▸ **PROBLEM**
Whenever a line in the entries includes the word "calling", copy that line out.

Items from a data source
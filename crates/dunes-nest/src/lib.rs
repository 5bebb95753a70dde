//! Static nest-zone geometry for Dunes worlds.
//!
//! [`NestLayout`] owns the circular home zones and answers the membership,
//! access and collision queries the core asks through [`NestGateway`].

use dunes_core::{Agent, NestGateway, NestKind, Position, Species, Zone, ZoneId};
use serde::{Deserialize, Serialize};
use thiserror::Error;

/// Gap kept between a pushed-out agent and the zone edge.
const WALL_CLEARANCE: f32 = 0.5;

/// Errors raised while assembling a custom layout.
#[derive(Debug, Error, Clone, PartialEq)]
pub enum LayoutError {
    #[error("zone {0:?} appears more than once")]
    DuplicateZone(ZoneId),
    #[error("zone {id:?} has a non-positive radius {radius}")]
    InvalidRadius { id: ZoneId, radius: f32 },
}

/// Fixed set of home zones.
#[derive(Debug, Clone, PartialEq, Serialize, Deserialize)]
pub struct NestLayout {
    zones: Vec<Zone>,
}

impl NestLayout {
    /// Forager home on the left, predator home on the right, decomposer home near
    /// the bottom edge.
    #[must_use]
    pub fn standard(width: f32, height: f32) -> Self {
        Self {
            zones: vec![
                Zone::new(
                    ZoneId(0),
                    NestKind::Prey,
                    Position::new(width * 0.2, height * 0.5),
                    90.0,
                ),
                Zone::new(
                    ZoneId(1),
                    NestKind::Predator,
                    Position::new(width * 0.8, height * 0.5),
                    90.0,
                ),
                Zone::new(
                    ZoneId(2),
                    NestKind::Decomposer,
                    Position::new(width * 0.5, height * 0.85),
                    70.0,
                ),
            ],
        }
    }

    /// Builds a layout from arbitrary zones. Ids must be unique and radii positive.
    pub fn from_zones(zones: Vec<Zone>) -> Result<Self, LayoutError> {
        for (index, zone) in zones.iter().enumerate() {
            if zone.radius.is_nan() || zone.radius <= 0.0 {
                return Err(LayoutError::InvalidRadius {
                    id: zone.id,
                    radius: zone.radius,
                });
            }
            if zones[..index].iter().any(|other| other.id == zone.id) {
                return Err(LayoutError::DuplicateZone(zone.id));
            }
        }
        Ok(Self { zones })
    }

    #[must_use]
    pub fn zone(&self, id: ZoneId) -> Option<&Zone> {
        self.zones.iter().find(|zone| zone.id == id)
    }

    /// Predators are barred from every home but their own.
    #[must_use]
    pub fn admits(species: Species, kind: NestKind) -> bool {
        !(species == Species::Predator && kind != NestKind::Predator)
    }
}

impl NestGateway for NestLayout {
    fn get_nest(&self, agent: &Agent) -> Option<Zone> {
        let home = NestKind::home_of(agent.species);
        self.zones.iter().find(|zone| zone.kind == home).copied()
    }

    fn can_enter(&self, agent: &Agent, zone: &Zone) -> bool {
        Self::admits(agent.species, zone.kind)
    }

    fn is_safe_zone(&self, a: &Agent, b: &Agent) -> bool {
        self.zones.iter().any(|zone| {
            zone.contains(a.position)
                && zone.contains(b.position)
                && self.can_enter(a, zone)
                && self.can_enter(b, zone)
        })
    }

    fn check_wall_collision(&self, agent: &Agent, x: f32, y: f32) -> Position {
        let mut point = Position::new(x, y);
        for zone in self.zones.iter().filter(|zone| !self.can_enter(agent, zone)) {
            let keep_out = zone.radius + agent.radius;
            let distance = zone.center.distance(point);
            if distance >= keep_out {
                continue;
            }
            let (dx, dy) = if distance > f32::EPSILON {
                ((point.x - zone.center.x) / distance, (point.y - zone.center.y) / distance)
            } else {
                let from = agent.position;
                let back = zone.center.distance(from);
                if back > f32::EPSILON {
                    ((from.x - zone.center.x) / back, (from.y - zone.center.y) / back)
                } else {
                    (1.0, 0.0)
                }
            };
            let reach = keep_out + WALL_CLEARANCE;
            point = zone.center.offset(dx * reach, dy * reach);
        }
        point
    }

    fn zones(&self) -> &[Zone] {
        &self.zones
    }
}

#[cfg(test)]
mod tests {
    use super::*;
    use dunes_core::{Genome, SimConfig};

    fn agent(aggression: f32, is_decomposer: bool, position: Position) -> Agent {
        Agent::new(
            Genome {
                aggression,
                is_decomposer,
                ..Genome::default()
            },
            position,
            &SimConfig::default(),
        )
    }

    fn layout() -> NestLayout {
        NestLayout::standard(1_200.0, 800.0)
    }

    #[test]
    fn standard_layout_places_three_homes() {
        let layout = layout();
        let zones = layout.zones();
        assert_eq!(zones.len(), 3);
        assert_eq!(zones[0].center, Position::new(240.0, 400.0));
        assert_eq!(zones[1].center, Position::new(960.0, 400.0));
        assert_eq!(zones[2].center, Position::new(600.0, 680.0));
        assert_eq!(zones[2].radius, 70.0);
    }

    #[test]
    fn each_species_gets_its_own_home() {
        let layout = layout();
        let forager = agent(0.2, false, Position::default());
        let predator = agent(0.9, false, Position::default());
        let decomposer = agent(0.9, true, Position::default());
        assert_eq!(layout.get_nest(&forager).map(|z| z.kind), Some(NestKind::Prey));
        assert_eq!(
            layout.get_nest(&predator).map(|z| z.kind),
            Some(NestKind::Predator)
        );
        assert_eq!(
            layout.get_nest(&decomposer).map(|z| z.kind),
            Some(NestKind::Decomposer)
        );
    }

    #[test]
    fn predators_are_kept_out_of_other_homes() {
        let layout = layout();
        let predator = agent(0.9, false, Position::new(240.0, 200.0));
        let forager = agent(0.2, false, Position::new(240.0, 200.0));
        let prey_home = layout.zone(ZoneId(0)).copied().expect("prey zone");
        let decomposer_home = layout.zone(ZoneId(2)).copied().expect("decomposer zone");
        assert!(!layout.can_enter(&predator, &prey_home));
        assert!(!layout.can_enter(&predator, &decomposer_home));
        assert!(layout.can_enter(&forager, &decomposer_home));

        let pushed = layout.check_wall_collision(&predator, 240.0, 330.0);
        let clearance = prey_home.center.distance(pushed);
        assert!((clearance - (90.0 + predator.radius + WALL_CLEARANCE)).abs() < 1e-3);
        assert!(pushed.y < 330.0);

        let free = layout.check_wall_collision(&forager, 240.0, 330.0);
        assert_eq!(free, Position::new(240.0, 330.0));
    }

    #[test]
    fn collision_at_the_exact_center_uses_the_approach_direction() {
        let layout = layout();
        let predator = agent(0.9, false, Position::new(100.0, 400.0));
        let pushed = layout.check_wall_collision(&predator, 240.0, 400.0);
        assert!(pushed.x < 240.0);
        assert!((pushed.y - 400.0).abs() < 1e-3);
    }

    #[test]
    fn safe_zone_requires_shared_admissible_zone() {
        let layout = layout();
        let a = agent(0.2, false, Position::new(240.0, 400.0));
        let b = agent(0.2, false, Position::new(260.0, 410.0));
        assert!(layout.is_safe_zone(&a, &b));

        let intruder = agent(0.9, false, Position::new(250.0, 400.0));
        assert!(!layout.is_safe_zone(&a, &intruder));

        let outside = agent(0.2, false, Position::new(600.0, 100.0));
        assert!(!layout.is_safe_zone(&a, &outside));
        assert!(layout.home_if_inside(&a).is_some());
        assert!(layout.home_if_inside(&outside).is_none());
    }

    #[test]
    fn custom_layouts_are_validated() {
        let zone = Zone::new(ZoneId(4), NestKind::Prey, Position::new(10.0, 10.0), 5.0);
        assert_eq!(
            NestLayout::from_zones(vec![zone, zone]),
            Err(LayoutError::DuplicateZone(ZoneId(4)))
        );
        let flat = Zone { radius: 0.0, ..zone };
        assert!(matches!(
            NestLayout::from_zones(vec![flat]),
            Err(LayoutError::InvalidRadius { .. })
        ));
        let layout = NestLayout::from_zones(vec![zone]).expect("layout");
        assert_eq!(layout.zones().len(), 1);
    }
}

--

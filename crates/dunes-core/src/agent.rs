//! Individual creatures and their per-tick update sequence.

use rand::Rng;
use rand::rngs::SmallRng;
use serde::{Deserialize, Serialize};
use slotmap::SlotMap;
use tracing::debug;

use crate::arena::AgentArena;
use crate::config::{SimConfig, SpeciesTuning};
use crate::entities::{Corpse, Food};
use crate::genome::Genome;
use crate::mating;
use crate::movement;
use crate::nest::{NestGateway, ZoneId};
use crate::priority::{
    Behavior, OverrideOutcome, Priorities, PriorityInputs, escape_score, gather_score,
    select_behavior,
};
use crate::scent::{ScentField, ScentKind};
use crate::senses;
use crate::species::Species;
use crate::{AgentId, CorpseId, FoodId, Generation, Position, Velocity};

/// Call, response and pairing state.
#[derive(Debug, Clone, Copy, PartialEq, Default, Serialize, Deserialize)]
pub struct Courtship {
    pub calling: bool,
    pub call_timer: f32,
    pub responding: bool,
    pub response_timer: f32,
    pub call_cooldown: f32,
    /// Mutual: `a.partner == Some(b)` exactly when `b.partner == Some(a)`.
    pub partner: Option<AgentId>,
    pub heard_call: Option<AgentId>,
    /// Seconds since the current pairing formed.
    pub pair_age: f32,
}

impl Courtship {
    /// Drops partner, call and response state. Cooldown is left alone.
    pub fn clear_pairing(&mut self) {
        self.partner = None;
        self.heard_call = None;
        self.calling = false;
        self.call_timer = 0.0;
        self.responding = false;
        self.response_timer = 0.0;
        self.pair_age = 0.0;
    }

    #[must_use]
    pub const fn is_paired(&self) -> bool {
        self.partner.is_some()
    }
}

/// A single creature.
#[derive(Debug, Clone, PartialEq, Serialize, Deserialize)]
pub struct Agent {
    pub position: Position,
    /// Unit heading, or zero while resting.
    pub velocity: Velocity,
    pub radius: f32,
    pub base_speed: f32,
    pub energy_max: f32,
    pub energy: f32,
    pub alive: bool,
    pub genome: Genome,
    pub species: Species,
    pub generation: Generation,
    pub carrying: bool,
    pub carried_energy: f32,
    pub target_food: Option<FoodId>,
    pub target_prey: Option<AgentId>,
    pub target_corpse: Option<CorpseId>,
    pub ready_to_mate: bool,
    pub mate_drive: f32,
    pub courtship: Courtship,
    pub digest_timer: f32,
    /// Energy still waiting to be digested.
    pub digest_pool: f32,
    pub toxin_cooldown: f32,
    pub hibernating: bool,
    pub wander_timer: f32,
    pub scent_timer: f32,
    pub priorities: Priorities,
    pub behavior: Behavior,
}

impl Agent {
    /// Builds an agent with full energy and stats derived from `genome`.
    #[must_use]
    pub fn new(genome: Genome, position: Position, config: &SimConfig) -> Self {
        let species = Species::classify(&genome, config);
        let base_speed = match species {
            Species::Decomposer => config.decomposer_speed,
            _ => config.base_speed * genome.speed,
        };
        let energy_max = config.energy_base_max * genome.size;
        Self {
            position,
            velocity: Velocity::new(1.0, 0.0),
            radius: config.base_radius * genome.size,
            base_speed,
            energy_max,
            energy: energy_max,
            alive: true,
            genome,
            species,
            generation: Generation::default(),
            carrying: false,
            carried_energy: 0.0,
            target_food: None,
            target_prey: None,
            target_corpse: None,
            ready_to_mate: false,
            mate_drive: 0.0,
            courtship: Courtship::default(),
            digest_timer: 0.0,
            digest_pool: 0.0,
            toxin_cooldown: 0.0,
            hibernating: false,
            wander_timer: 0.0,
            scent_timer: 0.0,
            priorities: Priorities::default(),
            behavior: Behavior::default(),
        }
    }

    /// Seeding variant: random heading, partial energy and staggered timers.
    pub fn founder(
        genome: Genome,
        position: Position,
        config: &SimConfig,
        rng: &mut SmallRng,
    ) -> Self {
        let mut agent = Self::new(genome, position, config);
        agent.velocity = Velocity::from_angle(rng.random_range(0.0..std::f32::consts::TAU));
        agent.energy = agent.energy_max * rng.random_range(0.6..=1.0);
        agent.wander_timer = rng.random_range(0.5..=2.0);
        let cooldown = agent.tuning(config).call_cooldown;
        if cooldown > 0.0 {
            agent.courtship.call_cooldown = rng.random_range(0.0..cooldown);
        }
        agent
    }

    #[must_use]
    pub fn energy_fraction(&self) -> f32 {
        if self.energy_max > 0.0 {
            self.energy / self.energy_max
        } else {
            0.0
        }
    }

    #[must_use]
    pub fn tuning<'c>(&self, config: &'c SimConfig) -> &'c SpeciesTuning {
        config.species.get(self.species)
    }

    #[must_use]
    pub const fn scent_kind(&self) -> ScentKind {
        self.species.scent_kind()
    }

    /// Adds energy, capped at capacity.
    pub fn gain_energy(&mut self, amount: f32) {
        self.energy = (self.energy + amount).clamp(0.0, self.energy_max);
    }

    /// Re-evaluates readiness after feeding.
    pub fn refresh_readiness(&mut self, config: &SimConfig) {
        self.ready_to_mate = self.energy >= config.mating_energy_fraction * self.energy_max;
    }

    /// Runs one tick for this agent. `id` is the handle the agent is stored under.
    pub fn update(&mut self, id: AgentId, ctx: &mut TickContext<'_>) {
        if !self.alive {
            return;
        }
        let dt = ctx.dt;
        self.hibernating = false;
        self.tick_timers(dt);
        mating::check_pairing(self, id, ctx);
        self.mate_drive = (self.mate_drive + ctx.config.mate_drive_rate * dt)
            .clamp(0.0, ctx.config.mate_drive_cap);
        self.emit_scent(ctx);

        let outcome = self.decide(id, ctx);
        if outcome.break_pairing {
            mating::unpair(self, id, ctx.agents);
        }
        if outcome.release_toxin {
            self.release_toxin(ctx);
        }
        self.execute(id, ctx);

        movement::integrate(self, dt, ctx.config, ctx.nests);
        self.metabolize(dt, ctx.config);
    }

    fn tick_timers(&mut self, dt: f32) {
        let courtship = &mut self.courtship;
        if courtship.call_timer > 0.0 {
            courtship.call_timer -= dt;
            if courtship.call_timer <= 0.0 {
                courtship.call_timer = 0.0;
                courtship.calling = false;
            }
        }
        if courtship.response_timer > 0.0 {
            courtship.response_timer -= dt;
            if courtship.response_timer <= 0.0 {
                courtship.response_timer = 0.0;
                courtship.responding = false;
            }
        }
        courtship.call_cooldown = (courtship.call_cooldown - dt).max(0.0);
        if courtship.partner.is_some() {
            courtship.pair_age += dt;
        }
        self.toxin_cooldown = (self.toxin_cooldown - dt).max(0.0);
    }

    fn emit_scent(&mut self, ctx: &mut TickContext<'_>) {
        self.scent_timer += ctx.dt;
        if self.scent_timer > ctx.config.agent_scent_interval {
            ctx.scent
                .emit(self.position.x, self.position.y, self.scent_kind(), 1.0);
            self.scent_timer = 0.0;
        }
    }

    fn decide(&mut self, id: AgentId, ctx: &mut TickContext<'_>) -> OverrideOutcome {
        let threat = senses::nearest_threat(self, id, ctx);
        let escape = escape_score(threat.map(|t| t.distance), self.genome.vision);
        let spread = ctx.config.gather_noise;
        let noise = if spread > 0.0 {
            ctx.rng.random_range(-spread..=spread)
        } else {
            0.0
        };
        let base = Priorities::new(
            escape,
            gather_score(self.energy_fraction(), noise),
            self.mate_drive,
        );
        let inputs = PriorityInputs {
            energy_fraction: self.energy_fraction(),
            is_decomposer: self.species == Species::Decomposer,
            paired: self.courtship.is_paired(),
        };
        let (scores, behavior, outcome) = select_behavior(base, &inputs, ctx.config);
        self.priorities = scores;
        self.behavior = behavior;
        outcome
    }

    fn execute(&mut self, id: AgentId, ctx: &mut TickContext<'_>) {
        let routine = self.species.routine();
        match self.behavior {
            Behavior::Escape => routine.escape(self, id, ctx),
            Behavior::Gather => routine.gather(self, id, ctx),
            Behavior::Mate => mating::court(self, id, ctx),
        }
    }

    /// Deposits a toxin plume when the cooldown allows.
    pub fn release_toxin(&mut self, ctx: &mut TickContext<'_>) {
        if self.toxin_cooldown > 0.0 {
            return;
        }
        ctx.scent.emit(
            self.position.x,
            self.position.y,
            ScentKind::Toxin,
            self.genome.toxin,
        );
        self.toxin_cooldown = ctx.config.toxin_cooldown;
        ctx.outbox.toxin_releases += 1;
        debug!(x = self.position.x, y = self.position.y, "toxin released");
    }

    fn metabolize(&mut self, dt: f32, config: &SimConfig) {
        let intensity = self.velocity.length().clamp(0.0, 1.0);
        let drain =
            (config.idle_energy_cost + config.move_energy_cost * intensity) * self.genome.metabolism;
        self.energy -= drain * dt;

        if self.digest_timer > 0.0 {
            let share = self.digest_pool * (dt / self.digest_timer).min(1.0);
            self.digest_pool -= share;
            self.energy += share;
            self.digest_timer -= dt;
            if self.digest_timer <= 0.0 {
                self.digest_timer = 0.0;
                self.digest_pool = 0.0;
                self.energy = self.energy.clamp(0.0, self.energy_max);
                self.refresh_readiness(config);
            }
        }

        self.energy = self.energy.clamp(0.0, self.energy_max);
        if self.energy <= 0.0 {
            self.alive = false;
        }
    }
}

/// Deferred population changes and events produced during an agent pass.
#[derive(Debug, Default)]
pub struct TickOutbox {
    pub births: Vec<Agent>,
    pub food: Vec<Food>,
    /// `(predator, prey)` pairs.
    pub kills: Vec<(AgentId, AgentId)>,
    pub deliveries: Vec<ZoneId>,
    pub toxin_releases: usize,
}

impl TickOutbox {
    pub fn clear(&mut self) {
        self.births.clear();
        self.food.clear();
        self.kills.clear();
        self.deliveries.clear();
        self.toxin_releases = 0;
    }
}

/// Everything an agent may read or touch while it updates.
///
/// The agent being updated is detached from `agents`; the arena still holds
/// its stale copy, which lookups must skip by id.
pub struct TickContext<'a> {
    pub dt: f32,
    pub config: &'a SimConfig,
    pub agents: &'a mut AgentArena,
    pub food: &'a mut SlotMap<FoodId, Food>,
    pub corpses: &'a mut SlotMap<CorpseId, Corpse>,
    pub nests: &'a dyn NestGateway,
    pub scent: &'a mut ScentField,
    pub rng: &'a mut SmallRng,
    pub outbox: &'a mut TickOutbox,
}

▸ **SOLUTION TO THIS PROBLEM**
    pub calling: bool,
        self.calling = false;
                courtship.calling = false;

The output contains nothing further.